La niña miró a su enterrador. Era alto, muy alto, ancho de hombros y tenía una sombra larga que caía sobre ella. Estando a contraluz no podía reconocerlo. Ni a él ni a nadie: era como si todas las figuras en fila varias decenas de metros detrás se parecieran a quienes una vez ella conoció, pero sin poder recordar ninguno de sus nombres. Una pala en una mano, un crucifijo plateado brillando en su pecho, un sombrero ancho y negro que escondía su rostro en una oscuridad profunda. Estaba inmóvil, tanto que podría pensarse que se había dormido de pie. Ella, temblorosa, se encogió, rodeando con las manos sus piernas en un intento de mantenerse con un poco de firmeza. No podía hacer movimientos bruscos ni intentar salir de ese pequeño charco un poco más alto con cada minuto de lluvia, una lluvia que roía las cruces de madera que había en los alrededores.
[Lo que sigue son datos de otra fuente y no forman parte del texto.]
// Starting eleven and captaincy by exhaustive enumeration.

use std::cmp::Ordering;
use std::fmt;

use serde::{Deserialize, Serialize};
use tracing::{debug, warn};

use crate::player::{PlayerCandidate, PlayerId, Position, PositionCounts};
use crate::squad::Squad;

/// Players in a starting lineup.
pub const LINEUP_SIZE: usize = 11;

/// Formation minimums a starting eleven must satisfy. Both rules require
/// exactly one goalkeeper and at least three defenders and three midfielders;
/// they differ in the forward minimum.
#[derive(Debug, Clone, Copy, Default, PartialEq, Eq, Serialize, Deserialize)]
#[serde(rename_all = "kebab-case")]
pub enum FormationRule {
    /// At least one forward. Used for predicted-score selection.
    #[default]
    OneForward,
    /// At least two forwards. Used for historical-score selection.
    TwoForwards,
}

impl FormationRule {
    pub fn min_forwards(&self) -> usize {
        match self {
            FormationRule::OneForward => 1,
            FormationRule::TwoForwards => 2,
        }
    }

    pub fn as_str(&self) -> &'static str {
        match self {
            FormationRule::OneForward => "one-forward",
            FormationRule::TwoForwards => "two-forwards",
        }
    }

    pub fn parse(s: &str) -> Option<Self> {
        match s.trim().to_lowercase().as_str() {
            "one-forward" => Some(FormationRule::OneForward),
            "two-forwards" => Some(FormationRule::TwoForwards),
            _ => None,
        }
    }

    pub fn accepts(&self, counts: &PositionCounts) -> bool {
        counts.get(Position::Goalkeeper) == 1
            && counts.get(Position::Defender) >= 3
            && counts.get(Position::Midfielder) >= 3
            && counts.get(Position::Forward) >= self.min_forwards()
    }
}

impl fmt::Display for FormationRule {
    fn fmt(&self, f: &mut fmt::Formatter<'_>) -> fmt::Result {
        f.write_str(self.as_str())
    }
}

/// The chosen eleven plus armband holders.
///
/// An empty lineup (no starters, no captain) means no subset satisfied the
/// formation rule.
#[derive(Debug, Clone, Default, PartialEq, Serialize)]
pub struct Lineup {
    /// Starters in squad order.
    pub starters: Vec<PlayerCandidate>,
    /// Substitute goalkeeper first, then outfielders by descending score.
    pub bench: Vec<PlayerCandidate>,
    pub captain: Option<PlayerId>,
    pub vice_captain: Option<PlayerId>,
    /// Sum of starter scores plus the captain's score counted once more.
    pub value: f64,
}

impl Lineup {
    pub fn is_empty(&self) -> bool {
        self.starters.is_empty()
    }

    pub fn starter_ids(&self) -> Vec<PlayerId> {
        self.starters.iter().map(|p| p.id).collect()
    }

    pub fn bench_ids(&self) -> Vec<PlayerId> {
        self.bench.iter().map(|p| p.id).collect()
    }

    pub fn formation(&self) -> PositionCounts {
        PositionCounts::from_positions(self.starters.iter().map(|p| p.position))
    }
}

// ---------------------------------------------------------------------------
// Combinations
// ---------------------------------------------------------------------------

/// k-subsets of `0..n` as ascending index vectors, in lexicographic order.
struct Combinations {
    n: usize,
    indices: Vec<usize>,
    done: bool,
}

impl Combinations {
    fn new(n: usize, k: usize) -> Self {
        Self {
            n,
            indices: (0..k).collect(),
            done: k > n,
        }
    }
}

impl Iterator for Combinations {
    type Item = Vec<usize>;

    fn next(&mut self) -> Option<Vec<usize>> {
        if self.done {
            return None;
        }
        let current = self.indices.clone();
        let k = self.indices.len();

        // Rightmost index that can still move up.
        let mut i = k;
        loop {
            if i == 0 {
                self.done = true;
                break;
            }
            i -= 1;
            if self.indices[i] < self.n - k + i {
                self.indices[i] += 1;
                for j in i + 1..k {
                    self.indices[j] = self.indices[j - 1] + 1;
                }
                break;
            }
        }
        Some(current)
    }
}

// ---------------------------------------------------------------------------
// Selection
// ---------------------------------------------------------------------------

/// Higher score first, lower id on ties.
fn by_score_then_id(a: &PlayerCandidate, b: &PlayerCandidate) -> Ordering {
    b.score
        .partial_cmp(&a.score)
        .unwrap_or(Ordering::Equal)
        .then(a.id.cmp(&b.id))
}

/// Pick the best starting eleven from a squad.
pub fn select_lineup(squad: &Squad, rule: FormationRule) -> Lineup {
    select_lineup_from(squad.players(), rule)
}

/// Pick the best eleven from any player list.
///
/// Every 11-subset is examined in lexicographic index order. A subset is
/// kept only when it strictly beats the current best, so the first maximizer
/// wins. Returns an empty lineup when no subset satisfies `rule`.
pub fn select_lineup_from(players: &[PlayerCandidate], rule: FormationRule) -> Lineup {
    let mut best: Option<(Vec<usize>, f64)> = None;
    let mut examined = 0usize;
    let mut accepted = 0usize;

    for combo in Combinations::new(players.len(), LINEUP_SIZE) {
        examined += 1;
        let counts = PositionCounts::from_positions(combo.iter().map(|&i| players[i].position));
        if !rule.accepts(&counts) {
            continue;
        }
        accepted += 1;

        let mut sum = 0.0;
        let mut top = f64::NEG_INFINITY;
        for &i in &combo {
            sum += players[i].score;
            top = top.max(players[i].score);
        }
        let value = sum + top;

        let better = match &best {
            Some((_, current)) => value > *current,
            None => true,
        };
        if better {
            best = Some((combo, value));
        }
    }

    debug!(
        "lineup search: {} subsets examined, {} legal under {}",
        examined, accepted, rule
    );

    let Some((indices, value)) = best else {
        warn!("no lineup satisfies formation rule {}", rule);
        return Lineup::default();
    };

    let starters: Vec<PlayerCandidate> = indices.iter().map(|&i| players[i].clone()).collect();

    let mut ranked: Vec<&PlayerCandidate> = starters.iter().collect();
    ranked.sort_by(|a, b| by_score_then_id(a, b));
    let captain = ranked.first().map(|p| p.id);
    let vice_captain = ranked.get(1).map(|p| p.id);

    let mut bench: Vec<PlayerCandidate> = players
        .iter()
        .enumerate()
        .filter(|(i, _)| !indices.contains(i))
        .map(|(_, p)| p.clone())
        .collect();
    bench.sort_by(|a, b| {
        let a_gk = a.position == Position::Goalkeeper;
        let b_gk = b.position == Position::Goalkeeper;
        b_gk.cmp(&a_gk).then_with(|| by_score_then_id(a, b))
    });

    Lineup {
        starters,
        bench,
        captain,
        vice_captain,
        value,
    }
}

// ---------------------------------------------------------------------------
// Tests
// ---------------------------------------------------------------------------

#[cfg(test)]
mod tests {
    use super::*;
    use crate::squad::SquadRules;

    fn player(id: PlayerId, pos: Position, score: f64) -> PlayerCandidate {
        PlayerCandidate::new(id, format!("P{id}"), pos, format!("C{}", id % 7), 50, score)
    }

    /// 2/5/5/3 squad with scores given per position group.
    fn squad(gk: [f64; 2], def: [f64; 5], mid: [f64; 5], fwd: [f64; 3]) -> Squad {
        let mut players = Vec::new();
        let mut id = 1;
        for s in gk {
            players.push(player(id, Position::Goalkeeper, s));
            id += 1;
        }
        for s in def {
            players.push(player(id, Position::Defender, s));
            id += 1;
        }
        for s in mid {
            players.push(player(id, Position::Midfielder, s));
            id += 1;
        }
        for s in fwd {
            players.push(player(id, Position::Forward, s));
            id += 1;
        }
        Squad::new(players, &SquadRules::default()).unwrap()
    }

    #[test]
    fn combinations_count_and_order() {
        let all: Vec<Vec<usize>> = Combinations::new(15, 11).collect();
        assert_eq!(all.len(), 1365);
        assert_eq!(all[0], (0..11).collect::<Vec<_>>());
        assert_eq!(all[all.len() - 1], (4..15).collect::<Vec<_>>());
        assert!(all.windows(2).all(|w| w[0] < w[1]));
    }

    #[test]
    fn combinations_edge_cases() {
        assert_eq!(Combinations::new(3, 4).count(), 0);
        assert_eq!(Combinations::new(4, 4).count(), 1);
        assert_eq!(Combinations::new(5, 0).count(), 1);
    }

    #[test]
    fn formation_rule_accepts() {
        let ok = PositionCounts::new(1, 4, 5, 1);
        assert!(FormationRule::OneForward.accepts(&ok));
        assert!(!FormationRule::TwoForwards.accepts(&ok));
        assert!(FormationRule::TwoForwards.accepts(&PositionCounts::new(1, 3, 5, 2)));
        assert!(!FormationRule::OneForward.accepts(&PositionCounts::new(2, 3, 5, 1)));
        assert!(!FormationRule::OneForward.accepts(&PositionCounts::new(1, 2, 5, 3)));
    }

    #[test]
    fn formation_rule_parse_and_serde() {
        assert_eq!(FormationRule::parse("two-forwards"), Some(FormationRule::TwoForwards));
        assert_eq!(FormationRule::parse(" One-Forward "), Some(FormationRule::OneForward));
        assert_eq!(FormationRule::parse("4-4-2"), None);
        let json = serde_json::to_string(&FormationRule::TwoForwards).unwrap();
        assert_eq!(json, "\"two-forwards\"");
    }

    #[test]
    fn picks_best_eleven_with_captain() {
        let s = squad(
            [5.0, 1.0],
            [4.0, 4.0, 4.0, 1.0, 1.0],
            [6.0, 6.0, 6.0, 6.0, 9.0],
            [7.0, 2.0, 1.0],
        );
        let lineup = select_lineup(&s, FormationRule::OneForward);
        assert_eq!(lineup.starters.len(), 11);
        // The last slot goes to the 2.0 forward over a 1.0 defender.
        assert_eq!(lineup.formation(), PositionCounts::new(1, 3, 5, 2));
        assert_eq!(lineup.captain, Some(12)); // the 9.0 midfielder
        let expected = 5.0 + 12.0 + 33.0 + 9.0 + 9.0;
        assert!((lineup.value - expected).abs() < 1e-9);
    }

    #[test]
    fn two_forward_rule_forces_second_forward() {
        let s = squad(
            [5.0, 1.0],
            [4.0, 4.0, 4.0, 4.0, 4.0],
            [6.0, 6.0, 6.0, 6.0, 6.0],
            [7.0, 0.0, 0.0],
        );
        let one = select_lineup(&s, FormationRule::OneForward);
        assert_eq!(one.formation().get(Position::Forward), 1);
        let two = select_lineup(&s, FormationRule::TwoForwards);
        assert_eq!(two.formation().get(Position::Forward), 2);
        assert!(two.value < one.value);
    }

    #[test]
    fn captain_tie_goes_to_lowest_id() {
        let s = squad(
            [3.0, 1.0],
            [5.0, 5.0, 5.0, 5.0, 5.0],
            [8.0, 8.0, 2.0, 2.0, 2.0],
            [8.0, 2.0, 2.0],
        );
        let lineup = select_lineup(&s, FormationRule::OneForward);
        // ids 8 and 9 are the 8.0 midfielders, id 13 the 8.0 forward.
        assert_eq!(lineup.captain, Some(8));
        assert_eq!(lineup.vice_captain, Some(9));
    }

    #[test]
    fn captain_has_max_score_among_starters() {
        let s = squad(
            [4.5, 4.0],
            [3.0, 2.5, 2.0, 1.5, 1.0],
            [7.0, 3.0, 2.0, 1.0, 0.5],
            [6.0, 5.5, -1.0],
        );
        let lineup = select_lineup(&s, FormationRule::TwoForwards);
        let captain = lineup
            .starters
            .iter()
            .find(|p| Some(p.id) == lineup.captain)
            .unwrap();
        assert!(lineup.starters.iter().all(|p| p.score <= captain.score));
        assert!(FormationRule::TwoForwards.accepts(&lineup.formation()));
    }

    #[test]
    fn bench_orders_goalkeeper_first_then_score() {
        let s = squad(
            [5.0, 1.0],
            [4.0, 4.0, 4.0, 0.5, 3.5],
            [6.0, 6.0, 6.0, 6.0, 6.0],
            [7.0, 0.2, 0.1],
        );
        let lineup = select_lineup(&s, FormationRule::OneForward);
        assert_eq!(lineup.bench.len(), 4);
        assert_eq!(lineup.bench[0].position, Position::Goalkeeper);
        let outfield: Vec<f64> = lineup.bench[1..].iter().map(|p| p.score).collect();
        assert!(outfield.windows(2).all(|w| w[0] >= w[1]));
    }

    #[test]
    fn deterministic_across_calls() {
        let s = squad(
            [2.0, 2.0],
            [2.0, 2.0, 2.0, 2.0, 2.0],
            [2.0, 2.0, 2.0, 2.0, 2.0],
            [2.0, 2.0, 2.0],
        );
        let a = select_lineup(&s, FormationRule::OneForward);
        let b = select_lineup(&s, FormationRule::OneForward);
        assert_eq!(a.starter_ids(), b.starter_ids());
        assert_eq!(a.captain, Some(1));
    }

    #[test]
    fn no_legal_subset_gives_empty_lineup() {
        // Eleven outfielders and no goalkeeper.
        let players: Vec<PlayerCandidate> = (1..=12)
            .map(|id| player(id, Position::Midfielder, 3.0))
            .collect();
        let lineup = select_lineup_from(&players, FormationRule::OneForward);
        assert!(lineup.is_empty());
        assert_eq!(lineup.captain, None);
        assert_eq!(lineup.vice_captain, None);
    }
}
Ella, sin embargo, no sentía ningún dolor.
Los ojos del enterrador centellearon en un verde eléctrico cuando el rayo estalló a un par de cientos de metros a la derecha, en la vastedad de un campo de tierra húmeda y maloliente. El olor de la putrefacción. Comenzó a cavar a los pies de la niña, echando la tierra al lado. Cada palada era pesada, profunda, la tierra cayendo en sus zapatitos negros. Realmente llevaba un vestido demasiado elegante para estar siendo manchado así, por barro inmundo de un camposanto abandonado y alejado medio kilómetro del pueblo. Era bonito, azul con flores blancas ahora grises por el aguacero, con volantes y guantes largos, dos trenzas rubias caían sobre los abultados hombros del vestido y llegaban hasta su cintura. Parecía una muñeca de esas tan caras que se daban a la nobleza y que las niñas comunes solo podían anhelar.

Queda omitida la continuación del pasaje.